[Collected data entries]
◇ ◇ ◇ ◇ ◇ ◇ ◇

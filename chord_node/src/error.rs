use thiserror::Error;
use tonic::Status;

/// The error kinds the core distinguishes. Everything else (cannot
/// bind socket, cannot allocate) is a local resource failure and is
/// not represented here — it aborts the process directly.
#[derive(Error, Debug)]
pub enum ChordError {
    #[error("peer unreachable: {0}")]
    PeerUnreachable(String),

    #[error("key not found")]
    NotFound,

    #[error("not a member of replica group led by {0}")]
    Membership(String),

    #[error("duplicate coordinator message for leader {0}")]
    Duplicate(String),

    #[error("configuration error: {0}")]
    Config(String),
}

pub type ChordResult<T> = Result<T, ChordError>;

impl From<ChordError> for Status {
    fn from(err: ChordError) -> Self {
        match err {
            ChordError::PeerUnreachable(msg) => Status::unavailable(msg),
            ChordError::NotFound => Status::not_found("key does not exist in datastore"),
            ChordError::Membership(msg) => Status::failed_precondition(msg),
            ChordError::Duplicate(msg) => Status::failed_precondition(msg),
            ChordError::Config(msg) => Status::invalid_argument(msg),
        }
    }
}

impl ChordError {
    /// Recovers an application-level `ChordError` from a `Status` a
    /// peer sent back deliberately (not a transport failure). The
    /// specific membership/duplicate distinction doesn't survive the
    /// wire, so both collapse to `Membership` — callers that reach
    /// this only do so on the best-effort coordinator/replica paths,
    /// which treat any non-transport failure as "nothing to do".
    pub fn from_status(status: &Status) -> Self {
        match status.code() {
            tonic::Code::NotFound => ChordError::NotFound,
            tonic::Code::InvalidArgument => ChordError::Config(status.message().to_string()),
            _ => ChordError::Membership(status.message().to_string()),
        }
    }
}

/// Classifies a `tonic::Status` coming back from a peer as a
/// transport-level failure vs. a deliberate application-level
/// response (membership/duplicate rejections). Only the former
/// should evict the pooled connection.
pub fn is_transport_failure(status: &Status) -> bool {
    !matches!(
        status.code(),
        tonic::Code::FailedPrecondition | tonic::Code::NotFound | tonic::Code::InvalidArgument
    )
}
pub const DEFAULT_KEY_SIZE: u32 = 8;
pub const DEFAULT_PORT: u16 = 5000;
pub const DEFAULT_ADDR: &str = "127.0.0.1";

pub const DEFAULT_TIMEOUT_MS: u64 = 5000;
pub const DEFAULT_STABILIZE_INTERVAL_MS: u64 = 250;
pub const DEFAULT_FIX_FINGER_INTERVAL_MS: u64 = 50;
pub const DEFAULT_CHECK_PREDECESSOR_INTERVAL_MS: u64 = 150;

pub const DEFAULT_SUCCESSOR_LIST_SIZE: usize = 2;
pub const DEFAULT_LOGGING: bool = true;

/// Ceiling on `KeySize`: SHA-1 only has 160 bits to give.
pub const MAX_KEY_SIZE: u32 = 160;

◇ ◇ ◇ ◇ ◇ ◇ ◇

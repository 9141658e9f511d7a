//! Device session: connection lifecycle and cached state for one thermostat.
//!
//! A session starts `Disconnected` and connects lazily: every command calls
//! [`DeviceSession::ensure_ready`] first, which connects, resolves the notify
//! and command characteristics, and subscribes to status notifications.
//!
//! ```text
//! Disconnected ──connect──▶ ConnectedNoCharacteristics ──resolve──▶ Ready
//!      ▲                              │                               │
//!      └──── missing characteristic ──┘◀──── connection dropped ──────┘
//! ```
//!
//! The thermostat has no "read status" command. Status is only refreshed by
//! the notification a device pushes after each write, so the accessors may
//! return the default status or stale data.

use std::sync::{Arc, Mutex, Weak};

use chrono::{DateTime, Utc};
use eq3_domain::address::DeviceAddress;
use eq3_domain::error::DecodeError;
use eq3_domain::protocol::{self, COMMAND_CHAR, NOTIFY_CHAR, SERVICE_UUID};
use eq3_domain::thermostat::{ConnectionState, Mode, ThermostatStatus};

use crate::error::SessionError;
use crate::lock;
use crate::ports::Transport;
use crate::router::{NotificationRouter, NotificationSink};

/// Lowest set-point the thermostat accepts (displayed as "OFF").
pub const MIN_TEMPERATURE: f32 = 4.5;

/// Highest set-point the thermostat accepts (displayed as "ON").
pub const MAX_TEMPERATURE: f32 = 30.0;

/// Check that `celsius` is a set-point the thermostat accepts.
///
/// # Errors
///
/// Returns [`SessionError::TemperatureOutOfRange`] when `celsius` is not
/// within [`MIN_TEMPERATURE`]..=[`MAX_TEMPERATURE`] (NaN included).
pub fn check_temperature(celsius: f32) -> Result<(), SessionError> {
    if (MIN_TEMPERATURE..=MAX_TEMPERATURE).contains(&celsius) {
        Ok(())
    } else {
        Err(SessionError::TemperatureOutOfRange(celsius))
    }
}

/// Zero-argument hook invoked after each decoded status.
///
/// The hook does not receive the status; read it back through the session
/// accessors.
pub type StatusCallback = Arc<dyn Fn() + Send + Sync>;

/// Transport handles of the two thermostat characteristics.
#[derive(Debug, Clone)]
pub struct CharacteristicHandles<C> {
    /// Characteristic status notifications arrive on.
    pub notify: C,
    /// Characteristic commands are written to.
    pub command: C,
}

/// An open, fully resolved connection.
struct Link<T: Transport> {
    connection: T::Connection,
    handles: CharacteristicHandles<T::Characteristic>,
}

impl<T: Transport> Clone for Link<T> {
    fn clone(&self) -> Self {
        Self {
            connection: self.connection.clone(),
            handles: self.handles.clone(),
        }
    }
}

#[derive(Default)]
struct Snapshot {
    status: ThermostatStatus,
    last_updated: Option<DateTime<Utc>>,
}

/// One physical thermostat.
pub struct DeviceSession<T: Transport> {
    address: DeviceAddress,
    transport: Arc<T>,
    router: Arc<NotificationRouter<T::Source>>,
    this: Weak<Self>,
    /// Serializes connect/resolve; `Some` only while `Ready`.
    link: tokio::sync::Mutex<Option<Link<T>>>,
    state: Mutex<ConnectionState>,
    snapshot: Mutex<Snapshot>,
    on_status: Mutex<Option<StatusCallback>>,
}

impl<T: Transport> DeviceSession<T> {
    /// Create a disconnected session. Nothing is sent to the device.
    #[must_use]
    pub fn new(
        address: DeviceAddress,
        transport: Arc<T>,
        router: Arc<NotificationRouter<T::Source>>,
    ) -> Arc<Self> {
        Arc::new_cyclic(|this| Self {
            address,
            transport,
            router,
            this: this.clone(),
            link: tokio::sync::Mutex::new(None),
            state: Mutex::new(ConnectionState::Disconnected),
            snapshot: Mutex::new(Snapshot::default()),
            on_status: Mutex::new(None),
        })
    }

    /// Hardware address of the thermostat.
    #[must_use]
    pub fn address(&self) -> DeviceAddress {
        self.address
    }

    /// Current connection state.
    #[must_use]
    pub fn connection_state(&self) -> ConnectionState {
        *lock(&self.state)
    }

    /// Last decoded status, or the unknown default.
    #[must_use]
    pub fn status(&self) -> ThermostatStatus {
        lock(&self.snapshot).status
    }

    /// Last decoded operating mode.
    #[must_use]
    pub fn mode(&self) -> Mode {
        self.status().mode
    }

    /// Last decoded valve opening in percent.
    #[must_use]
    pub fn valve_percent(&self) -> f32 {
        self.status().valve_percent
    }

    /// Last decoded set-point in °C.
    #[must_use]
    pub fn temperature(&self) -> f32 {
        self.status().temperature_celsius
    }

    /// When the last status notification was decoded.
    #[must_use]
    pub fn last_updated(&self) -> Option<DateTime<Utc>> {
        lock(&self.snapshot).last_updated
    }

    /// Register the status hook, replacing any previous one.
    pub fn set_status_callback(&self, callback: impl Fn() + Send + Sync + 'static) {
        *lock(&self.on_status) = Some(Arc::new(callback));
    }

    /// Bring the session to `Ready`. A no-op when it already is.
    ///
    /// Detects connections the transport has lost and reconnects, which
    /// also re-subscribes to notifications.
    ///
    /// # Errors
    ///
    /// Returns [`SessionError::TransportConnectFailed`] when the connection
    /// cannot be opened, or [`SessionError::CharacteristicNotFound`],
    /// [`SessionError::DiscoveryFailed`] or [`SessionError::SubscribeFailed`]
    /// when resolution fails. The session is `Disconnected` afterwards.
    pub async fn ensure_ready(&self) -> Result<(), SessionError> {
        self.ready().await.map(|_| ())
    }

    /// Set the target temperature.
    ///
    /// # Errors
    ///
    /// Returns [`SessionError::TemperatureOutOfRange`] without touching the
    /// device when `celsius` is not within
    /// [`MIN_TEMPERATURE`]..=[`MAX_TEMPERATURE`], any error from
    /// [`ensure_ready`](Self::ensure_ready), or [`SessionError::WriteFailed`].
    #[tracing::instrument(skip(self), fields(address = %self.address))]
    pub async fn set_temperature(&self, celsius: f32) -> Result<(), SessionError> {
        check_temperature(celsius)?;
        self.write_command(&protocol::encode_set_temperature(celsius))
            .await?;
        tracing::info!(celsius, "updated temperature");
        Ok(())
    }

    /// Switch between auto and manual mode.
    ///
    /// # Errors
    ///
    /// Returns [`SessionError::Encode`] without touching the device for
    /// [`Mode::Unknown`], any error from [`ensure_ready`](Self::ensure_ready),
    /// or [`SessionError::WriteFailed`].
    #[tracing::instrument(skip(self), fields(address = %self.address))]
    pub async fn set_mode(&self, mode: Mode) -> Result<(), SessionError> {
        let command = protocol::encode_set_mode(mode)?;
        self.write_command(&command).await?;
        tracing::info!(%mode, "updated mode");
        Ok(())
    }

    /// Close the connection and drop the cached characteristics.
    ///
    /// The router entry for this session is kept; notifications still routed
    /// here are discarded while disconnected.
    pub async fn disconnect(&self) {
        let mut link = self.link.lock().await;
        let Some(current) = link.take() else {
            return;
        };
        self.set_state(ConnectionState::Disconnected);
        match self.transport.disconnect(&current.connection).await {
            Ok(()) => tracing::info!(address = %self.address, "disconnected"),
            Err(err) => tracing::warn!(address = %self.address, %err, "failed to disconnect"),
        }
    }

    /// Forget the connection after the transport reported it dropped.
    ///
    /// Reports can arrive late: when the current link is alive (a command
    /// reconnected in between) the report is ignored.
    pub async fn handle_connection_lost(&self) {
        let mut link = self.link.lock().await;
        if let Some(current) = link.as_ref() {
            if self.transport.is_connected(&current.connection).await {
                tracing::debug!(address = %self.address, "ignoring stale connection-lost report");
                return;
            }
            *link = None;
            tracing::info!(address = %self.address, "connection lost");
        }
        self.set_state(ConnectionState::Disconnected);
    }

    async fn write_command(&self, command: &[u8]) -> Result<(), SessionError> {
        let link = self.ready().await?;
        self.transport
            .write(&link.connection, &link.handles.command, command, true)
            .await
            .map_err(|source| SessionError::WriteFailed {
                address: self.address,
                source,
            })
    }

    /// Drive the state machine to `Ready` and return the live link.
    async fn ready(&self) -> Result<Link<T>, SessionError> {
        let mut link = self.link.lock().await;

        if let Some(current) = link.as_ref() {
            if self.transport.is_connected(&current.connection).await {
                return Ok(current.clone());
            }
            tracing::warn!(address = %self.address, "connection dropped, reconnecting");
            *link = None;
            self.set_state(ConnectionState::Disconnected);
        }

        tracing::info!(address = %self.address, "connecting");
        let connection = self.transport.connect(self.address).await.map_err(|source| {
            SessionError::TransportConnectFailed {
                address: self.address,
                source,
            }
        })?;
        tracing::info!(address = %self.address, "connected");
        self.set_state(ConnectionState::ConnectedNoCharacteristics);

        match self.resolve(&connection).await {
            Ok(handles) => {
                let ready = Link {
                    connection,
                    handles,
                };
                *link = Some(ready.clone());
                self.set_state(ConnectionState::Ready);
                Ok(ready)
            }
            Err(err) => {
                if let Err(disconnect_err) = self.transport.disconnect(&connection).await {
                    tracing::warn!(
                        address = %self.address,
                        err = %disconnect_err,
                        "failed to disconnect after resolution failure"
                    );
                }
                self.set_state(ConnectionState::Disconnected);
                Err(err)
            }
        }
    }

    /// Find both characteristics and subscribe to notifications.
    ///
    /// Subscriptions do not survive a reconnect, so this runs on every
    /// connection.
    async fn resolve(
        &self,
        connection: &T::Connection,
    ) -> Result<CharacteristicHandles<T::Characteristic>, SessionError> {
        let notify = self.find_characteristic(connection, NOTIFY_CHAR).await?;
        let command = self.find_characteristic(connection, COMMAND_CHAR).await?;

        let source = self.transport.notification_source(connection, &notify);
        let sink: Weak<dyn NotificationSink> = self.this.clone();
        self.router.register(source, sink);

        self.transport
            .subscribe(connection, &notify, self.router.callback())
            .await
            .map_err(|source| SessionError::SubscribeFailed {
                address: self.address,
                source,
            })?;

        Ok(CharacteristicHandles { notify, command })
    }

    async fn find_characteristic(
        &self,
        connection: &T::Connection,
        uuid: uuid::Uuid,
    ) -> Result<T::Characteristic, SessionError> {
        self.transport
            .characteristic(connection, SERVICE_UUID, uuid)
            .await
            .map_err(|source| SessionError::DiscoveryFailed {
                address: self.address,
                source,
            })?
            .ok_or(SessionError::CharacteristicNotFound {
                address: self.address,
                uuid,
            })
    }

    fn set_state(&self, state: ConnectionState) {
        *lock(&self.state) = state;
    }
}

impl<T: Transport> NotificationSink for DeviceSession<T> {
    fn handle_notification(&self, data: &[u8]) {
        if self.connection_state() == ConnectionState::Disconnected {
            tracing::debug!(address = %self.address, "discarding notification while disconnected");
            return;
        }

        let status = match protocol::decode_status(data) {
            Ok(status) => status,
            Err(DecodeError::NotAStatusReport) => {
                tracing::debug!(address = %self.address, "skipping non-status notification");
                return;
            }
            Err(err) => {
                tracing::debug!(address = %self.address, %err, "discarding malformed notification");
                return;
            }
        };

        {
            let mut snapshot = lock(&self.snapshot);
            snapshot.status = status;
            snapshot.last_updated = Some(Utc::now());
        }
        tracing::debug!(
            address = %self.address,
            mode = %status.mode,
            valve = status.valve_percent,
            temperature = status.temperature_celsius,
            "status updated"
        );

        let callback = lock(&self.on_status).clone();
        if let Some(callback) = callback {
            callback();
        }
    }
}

◇ ◇ ◇ ◇ ◇ ◇ ◇

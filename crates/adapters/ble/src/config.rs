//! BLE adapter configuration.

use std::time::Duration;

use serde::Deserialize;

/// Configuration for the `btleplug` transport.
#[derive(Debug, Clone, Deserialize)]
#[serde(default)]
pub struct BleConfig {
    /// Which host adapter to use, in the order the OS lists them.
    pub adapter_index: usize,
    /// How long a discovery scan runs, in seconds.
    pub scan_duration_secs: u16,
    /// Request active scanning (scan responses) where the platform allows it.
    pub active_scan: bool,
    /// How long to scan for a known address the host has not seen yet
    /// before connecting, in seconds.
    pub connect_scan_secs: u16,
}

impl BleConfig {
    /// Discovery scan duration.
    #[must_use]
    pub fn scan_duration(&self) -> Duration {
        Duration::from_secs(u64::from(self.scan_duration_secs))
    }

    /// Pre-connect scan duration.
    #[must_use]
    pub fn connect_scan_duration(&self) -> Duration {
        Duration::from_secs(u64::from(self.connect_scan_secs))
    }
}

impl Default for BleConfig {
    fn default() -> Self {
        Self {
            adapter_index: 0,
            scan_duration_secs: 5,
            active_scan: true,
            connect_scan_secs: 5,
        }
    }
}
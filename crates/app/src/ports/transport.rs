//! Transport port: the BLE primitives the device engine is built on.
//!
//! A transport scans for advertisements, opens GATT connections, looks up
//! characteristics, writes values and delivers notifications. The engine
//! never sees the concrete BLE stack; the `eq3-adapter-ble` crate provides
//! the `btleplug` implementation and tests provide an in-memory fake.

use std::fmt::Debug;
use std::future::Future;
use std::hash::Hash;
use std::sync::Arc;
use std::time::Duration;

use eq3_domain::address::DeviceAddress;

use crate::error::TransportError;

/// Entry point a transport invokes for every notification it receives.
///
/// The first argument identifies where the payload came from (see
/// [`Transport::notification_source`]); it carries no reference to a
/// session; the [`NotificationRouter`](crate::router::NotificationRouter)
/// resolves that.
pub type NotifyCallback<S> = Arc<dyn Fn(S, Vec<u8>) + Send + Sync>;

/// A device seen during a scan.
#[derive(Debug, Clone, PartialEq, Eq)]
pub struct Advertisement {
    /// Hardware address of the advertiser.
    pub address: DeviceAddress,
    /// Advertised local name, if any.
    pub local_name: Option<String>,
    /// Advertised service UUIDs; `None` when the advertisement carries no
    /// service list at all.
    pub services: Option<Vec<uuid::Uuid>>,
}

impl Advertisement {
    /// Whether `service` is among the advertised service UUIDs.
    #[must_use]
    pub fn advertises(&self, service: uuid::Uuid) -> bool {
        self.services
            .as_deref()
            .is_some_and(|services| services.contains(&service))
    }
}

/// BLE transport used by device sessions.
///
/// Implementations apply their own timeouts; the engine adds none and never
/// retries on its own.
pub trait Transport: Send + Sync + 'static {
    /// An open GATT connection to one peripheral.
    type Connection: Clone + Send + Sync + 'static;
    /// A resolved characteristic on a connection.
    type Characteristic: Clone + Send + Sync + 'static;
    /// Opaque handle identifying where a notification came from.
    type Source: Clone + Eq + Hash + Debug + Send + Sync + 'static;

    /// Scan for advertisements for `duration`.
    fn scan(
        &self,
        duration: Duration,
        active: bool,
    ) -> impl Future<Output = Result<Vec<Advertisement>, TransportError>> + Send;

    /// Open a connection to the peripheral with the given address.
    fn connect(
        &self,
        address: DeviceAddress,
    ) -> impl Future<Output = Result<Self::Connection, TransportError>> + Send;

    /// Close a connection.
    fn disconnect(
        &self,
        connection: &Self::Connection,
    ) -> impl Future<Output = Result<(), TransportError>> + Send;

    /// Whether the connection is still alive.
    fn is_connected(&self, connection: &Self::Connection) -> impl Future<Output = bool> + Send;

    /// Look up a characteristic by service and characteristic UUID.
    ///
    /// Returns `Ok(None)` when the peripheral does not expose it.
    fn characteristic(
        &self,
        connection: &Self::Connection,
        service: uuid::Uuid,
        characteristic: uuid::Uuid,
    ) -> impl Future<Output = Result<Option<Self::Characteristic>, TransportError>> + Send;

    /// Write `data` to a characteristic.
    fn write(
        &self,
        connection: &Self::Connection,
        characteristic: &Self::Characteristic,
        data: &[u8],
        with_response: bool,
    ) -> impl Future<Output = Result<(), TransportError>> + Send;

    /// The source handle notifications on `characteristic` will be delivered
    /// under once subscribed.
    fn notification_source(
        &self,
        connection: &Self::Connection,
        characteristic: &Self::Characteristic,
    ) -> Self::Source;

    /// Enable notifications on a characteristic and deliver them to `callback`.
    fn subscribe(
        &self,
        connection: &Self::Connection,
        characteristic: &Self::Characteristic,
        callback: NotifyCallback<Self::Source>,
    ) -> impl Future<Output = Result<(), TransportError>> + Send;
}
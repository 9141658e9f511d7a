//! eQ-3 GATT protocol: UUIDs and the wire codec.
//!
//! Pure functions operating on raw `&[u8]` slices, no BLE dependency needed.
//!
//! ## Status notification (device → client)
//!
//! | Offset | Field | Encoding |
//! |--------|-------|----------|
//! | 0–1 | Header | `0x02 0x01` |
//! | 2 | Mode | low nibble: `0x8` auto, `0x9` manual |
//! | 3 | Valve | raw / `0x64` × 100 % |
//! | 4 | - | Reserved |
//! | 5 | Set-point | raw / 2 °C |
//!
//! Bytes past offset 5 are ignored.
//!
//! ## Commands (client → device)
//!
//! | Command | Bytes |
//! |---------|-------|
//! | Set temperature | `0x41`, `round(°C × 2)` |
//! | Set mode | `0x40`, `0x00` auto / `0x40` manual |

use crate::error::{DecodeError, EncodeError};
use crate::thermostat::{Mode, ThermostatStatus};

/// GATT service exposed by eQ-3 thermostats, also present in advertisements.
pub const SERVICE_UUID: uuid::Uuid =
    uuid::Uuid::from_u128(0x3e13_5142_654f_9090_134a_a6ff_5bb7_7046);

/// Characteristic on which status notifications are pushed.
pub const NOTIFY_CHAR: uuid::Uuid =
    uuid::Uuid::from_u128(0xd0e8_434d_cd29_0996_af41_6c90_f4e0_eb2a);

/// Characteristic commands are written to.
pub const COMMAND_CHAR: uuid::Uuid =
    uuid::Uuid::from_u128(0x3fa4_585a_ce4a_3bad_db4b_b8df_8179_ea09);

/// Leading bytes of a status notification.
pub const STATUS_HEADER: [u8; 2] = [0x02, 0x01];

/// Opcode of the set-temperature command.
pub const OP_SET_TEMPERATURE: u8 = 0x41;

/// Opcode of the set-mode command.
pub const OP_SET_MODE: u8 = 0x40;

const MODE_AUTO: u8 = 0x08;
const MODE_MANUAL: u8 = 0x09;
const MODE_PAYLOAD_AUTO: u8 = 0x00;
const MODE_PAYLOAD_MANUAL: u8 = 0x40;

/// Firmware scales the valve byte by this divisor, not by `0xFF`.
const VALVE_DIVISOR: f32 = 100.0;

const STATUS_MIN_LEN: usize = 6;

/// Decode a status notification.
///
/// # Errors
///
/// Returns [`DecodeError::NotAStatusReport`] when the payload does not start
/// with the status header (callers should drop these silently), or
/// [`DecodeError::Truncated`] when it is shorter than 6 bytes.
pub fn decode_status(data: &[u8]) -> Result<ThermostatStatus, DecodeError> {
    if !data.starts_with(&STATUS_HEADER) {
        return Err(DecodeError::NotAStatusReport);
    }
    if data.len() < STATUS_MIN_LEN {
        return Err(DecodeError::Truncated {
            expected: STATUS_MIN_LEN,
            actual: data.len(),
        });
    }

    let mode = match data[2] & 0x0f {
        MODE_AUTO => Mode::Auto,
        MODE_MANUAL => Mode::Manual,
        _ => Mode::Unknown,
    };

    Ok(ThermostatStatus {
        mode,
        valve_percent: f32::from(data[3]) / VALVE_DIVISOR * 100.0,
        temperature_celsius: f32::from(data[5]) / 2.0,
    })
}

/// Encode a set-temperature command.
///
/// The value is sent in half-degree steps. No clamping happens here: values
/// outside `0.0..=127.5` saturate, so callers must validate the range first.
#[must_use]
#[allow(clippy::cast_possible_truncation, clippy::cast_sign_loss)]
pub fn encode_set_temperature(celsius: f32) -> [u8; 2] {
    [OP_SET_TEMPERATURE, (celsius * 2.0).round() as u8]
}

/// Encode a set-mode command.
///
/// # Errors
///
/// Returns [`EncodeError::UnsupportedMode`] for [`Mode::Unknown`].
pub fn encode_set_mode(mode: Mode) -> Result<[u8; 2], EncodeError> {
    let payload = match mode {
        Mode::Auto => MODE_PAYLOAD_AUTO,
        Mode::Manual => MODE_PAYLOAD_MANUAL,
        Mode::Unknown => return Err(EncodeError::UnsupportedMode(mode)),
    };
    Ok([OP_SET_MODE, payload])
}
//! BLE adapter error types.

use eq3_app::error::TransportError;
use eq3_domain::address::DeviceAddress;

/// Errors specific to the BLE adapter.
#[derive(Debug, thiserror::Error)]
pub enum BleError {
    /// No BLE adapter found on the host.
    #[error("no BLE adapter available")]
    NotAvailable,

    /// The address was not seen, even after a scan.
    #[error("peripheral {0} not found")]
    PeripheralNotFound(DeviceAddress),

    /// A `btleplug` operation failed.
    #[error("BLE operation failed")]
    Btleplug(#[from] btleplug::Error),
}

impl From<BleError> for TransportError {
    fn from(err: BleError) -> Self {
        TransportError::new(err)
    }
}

◇ ◇ ◇ ◇ ◇ ◇ ◇

• **WHAT YOU ARE ASKED TO DO**: Reproduce only the lines above spanning from the line containing "notification it receives." through the line containing "fn is_connected(&self, connection: &Self::Connection)", word for word.

• **RESPONSE AREA**:
/// Entry point a transport invokes for every notification it receives.
///
/// The first argument identifies where the payload came from (see
/// [`Transport::notification_source`]); it carries no reference to a
/// session; the [`NotificationRouter`](crate::router::NotificationRouter)
/// resolves that.
pub type NotifyCallback<S> = Arc<dyn Fn(S, Vec<u8>) + Send + Sync>;

/// A device seen during a scan.
#[derive(Debug, Clone, PartialEq, Eq)]
pub struct Advertisement {
    /// Hardware address of the advertiser.
    pub address: DeviceAddress,
    /// Advertised local name, if any.
    pub local_name: Option<String>,
    /// Advertised service UUIDs; `None` when the advertisement carries no
    /// service list at all.
    pub services: Option<Vec<uuid::Uuid>>,
}

impl Advertisement {
    /// Whether `service` is among the advertised service UUIDs.
    #[must_use]
    pub fn advertises(&self, service: uuid::Uuid) -> bool {
        self.services
            .as_deref()
            .is_some_and(|services| services.contains(&service))
    }
}

/// BLE transport used by device sessions.
///
/// Implementations apply their own timeouts; the engine adds none and never
/// retries on its own.
pub trait Transport: Send + Sync + 'static {
    /// An open GATT connection to one peripheral.
    type Connection: Clone + Send + Sync + 'static;
    /// A resolved characteristic on a connection.
    type Characteristic: Clone + Send + Sync + 'static;
    /// Opaque handle identifying where a notification came from.
    type Source: Clone + Eq + Hash + Debug + Send + Sync + 'static;

    /// Scan for advertisements for `duration`.
    fn scan(
        &self,
        duration: Duration,
        active: bool,
    ) -> impl Future<Output = Result<Vec<Advertisement>, TransportError>> + Send;

    /// Open a connection to the peripheral with the given address.
    fn connect(
        &self,
        address: DeviceAddress,
    ) -> impl Future<Output = Result<Self::Connection, TransportError>> + Send;

    /// Close a connection.
    fn disconnect(
        &self,
        connection: &Self::Connection,
    ) -> impl Future<Output = Result<(), TransportError>> + Send;

    /// Whether the connection is still alive.
    fn is_connected(&self, connection: &Self::Connection) -> impl Future<Output = bool> + Send;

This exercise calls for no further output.